====== DATA FOR THIS TASK ======

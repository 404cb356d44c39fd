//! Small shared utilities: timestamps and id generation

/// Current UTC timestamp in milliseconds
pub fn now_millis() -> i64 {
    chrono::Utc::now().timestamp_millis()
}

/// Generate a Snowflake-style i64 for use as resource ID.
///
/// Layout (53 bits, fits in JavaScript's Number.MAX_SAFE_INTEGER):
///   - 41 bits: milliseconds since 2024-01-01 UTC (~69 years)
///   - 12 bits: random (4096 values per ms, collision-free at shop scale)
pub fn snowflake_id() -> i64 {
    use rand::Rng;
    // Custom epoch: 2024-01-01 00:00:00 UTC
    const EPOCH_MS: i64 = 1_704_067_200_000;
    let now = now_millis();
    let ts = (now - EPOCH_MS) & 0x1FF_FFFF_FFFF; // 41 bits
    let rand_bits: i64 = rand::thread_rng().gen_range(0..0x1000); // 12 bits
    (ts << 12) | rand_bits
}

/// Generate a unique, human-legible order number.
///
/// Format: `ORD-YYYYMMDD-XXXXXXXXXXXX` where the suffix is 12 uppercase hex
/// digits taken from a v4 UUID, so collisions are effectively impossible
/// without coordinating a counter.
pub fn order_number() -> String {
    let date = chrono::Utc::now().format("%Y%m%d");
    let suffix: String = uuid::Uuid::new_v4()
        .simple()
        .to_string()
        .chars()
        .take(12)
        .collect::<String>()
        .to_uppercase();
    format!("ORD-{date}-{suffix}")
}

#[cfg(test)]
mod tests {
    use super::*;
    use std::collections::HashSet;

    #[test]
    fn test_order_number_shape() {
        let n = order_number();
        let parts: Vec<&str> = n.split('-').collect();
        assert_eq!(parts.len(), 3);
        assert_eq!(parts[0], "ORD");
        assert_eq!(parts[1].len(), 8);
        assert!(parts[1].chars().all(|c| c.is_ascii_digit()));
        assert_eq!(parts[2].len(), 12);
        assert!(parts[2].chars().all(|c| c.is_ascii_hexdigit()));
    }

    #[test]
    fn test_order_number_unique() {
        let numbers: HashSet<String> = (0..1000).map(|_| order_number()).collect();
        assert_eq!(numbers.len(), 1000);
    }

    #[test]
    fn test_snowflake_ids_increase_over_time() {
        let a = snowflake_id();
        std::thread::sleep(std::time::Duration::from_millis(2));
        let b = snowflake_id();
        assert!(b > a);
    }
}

======

● EXERCISE PROMPT
Could you please copy the lines of the listing above exactly, from its first line through the line bearing "use super::*;", and nothing more?

● ANSWER BOX
repository 404cb356d44c39fd
//! Small shared utilities: timestamps and id generation

/// Current UTC timestamp in milliseconds
pub fn now_millis() -> i64 {
    chrono::Utc::now().timestamp_millis()
}

/// Generate a Snowflake-style i64 for use as resource ID.
///
/// Layout (53 bits, fits in JavaScript's Number.MAX_SAFE_INTEGER):
///   - 41 bits: milliseconds since 2024-01-01 UTC (~69 years)
///   - 12 bits: random (4096 values per ms, collision-free at shop scale)
pub fn snowflake_id() -> i64 {
    use rand::Rng;
    // Custom epoch: 2024-01-01 00:00:00 UTC
    const EPOCH_MS: i64 = 1_704_067_200_000;
    let now = now_millis();
    let ts = (now - EPOCH_MS) & 0x1FF_FFFF_FFFF; // 41 bits
    let rand_bits: i64 = rand::thread_rng().gen_range(0..0x1000); // 12 bits
    (ts << 12) | rand_bits
}

/// Generate a unique, human-legible order number.
///
/// Format: `ORD-YYYYMMDD-XXXXXXXXXXXX` where the suffix is 12 uppercase hex
/// digits taken from a v4 UUID, so collisions are effectively impossible
/// without coordinating a counter.
pub fn order_number() -> String {
    let date = chrono::Utc::now().format("%Y%m%d");
    let suffix: String = uuid::Uuid::new_v4()
        .simple()
        .to_string()
        .chars()
        .take(12)
        .collect::<String>()
        .to_uppercase();
    format!("ORD-{date}-{suffix}")
}

#[cfg(test)]
mod tests {
    use super::*;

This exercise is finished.